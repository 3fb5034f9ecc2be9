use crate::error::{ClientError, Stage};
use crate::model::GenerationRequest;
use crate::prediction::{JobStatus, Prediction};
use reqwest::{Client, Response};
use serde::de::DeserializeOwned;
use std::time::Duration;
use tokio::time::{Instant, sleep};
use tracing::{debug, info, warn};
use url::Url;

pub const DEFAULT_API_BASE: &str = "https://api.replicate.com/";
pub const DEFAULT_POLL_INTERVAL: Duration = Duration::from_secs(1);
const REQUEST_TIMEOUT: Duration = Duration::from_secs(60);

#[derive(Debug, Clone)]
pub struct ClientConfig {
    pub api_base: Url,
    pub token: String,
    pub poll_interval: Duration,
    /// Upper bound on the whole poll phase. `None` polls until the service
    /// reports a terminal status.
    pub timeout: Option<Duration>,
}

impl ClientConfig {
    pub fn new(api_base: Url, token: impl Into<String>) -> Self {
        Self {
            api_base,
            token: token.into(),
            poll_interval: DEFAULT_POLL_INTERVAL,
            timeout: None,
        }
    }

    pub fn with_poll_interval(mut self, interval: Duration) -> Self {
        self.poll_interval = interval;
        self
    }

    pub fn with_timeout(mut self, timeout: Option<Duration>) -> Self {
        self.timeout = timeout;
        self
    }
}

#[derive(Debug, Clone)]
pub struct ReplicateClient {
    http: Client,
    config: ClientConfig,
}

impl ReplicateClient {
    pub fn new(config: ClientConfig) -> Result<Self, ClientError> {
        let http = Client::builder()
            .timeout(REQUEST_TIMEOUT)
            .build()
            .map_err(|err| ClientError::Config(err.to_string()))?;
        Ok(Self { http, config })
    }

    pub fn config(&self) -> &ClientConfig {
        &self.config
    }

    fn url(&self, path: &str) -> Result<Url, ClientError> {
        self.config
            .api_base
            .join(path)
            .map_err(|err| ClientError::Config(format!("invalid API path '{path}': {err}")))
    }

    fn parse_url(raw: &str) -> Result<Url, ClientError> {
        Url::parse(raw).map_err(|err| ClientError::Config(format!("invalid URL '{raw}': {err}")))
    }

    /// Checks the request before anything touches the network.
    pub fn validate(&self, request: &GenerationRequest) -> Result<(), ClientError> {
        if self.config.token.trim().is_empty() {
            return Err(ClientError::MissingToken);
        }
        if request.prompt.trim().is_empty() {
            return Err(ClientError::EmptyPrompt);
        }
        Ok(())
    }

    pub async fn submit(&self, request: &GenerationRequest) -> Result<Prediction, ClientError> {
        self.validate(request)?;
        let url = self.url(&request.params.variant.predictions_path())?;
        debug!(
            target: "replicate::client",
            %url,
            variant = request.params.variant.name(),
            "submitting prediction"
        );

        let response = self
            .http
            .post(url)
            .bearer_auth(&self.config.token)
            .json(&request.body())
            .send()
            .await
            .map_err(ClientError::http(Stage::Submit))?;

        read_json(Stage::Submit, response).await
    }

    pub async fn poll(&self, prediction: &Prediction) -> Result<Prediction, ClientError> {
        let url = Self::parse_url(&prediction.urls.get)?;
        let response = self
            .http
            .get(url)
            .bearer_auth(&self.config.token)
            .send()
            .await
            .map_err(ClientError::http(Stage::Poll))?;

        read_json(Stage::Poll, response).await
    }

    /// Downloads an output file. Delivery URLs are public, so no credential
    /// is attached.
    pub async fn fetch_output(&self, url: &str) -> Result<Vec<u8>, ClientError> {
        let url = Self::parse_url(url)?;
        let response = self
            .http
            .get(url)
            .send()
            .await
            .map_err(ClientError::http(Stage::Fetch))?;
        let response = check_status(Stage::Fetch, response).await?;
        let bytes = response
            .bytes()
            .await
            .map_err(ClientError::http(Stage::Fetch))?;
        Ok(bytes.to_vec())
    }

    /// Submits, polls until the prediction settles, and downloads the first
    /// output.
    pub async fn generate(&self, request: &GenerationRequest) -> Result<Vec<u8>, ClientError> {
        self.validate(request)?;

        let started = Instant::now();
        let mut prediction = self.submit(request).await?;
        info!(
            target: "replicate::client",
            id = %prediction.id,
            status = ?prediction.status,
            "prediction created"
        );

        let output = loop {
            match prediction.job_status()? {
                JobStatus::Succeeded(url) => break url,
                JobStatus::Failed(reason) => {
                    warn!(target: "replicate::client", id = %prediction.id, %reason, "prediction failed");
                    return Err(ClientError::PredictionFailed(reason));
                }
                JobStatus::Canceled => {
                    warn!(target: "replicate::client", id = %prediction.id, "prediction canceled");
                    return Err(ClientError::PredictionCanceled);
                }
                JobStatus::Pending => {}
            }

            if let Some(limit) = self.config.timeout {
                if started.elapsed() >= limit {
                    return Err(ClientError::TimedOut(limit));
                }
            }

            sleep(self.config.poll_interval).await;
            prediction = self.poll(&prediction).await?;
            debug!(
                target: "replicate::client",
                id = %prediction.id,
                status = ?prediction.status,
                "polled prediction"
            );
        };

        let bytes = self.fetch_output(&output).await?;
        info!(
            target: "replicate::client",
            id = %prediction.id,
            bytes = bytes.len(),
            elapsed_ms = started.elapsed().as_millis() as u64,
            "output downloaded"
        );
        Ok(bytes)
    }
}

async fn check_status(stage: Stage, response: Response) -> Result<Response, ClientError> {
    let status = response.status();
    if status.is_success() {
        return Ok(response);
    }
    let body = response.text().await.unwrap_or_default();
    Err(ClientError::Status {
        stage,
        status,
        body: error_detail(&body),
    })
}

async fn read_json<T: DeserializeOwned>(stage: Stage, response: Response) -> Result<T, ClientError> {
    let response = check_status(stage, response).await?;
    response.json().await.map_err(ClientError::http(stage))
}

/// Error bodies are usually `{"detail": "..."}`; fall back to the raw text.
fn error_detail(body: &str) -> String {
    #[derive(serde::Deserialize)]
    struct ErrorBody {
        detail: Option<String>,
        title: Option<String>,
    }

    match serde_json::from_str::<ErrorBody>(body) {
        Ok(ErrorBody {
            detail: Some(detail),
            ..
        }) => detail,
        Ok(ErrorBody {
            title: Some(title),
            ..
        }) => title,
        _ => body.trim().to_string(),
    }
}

__________________________________________________

**WHAT IS NEEDED:** Wherever the word "warn" appears in a line of the data above, copy that line.

**RESPONSE AREA:**
use tracing::{debug, info, warn};
                    warn!(target: "replicate::client", id = %prediction.id, %reason, "prediction failed");
                    warn!(target: "replicate::client", id = %prediction.id, "prediction canceled");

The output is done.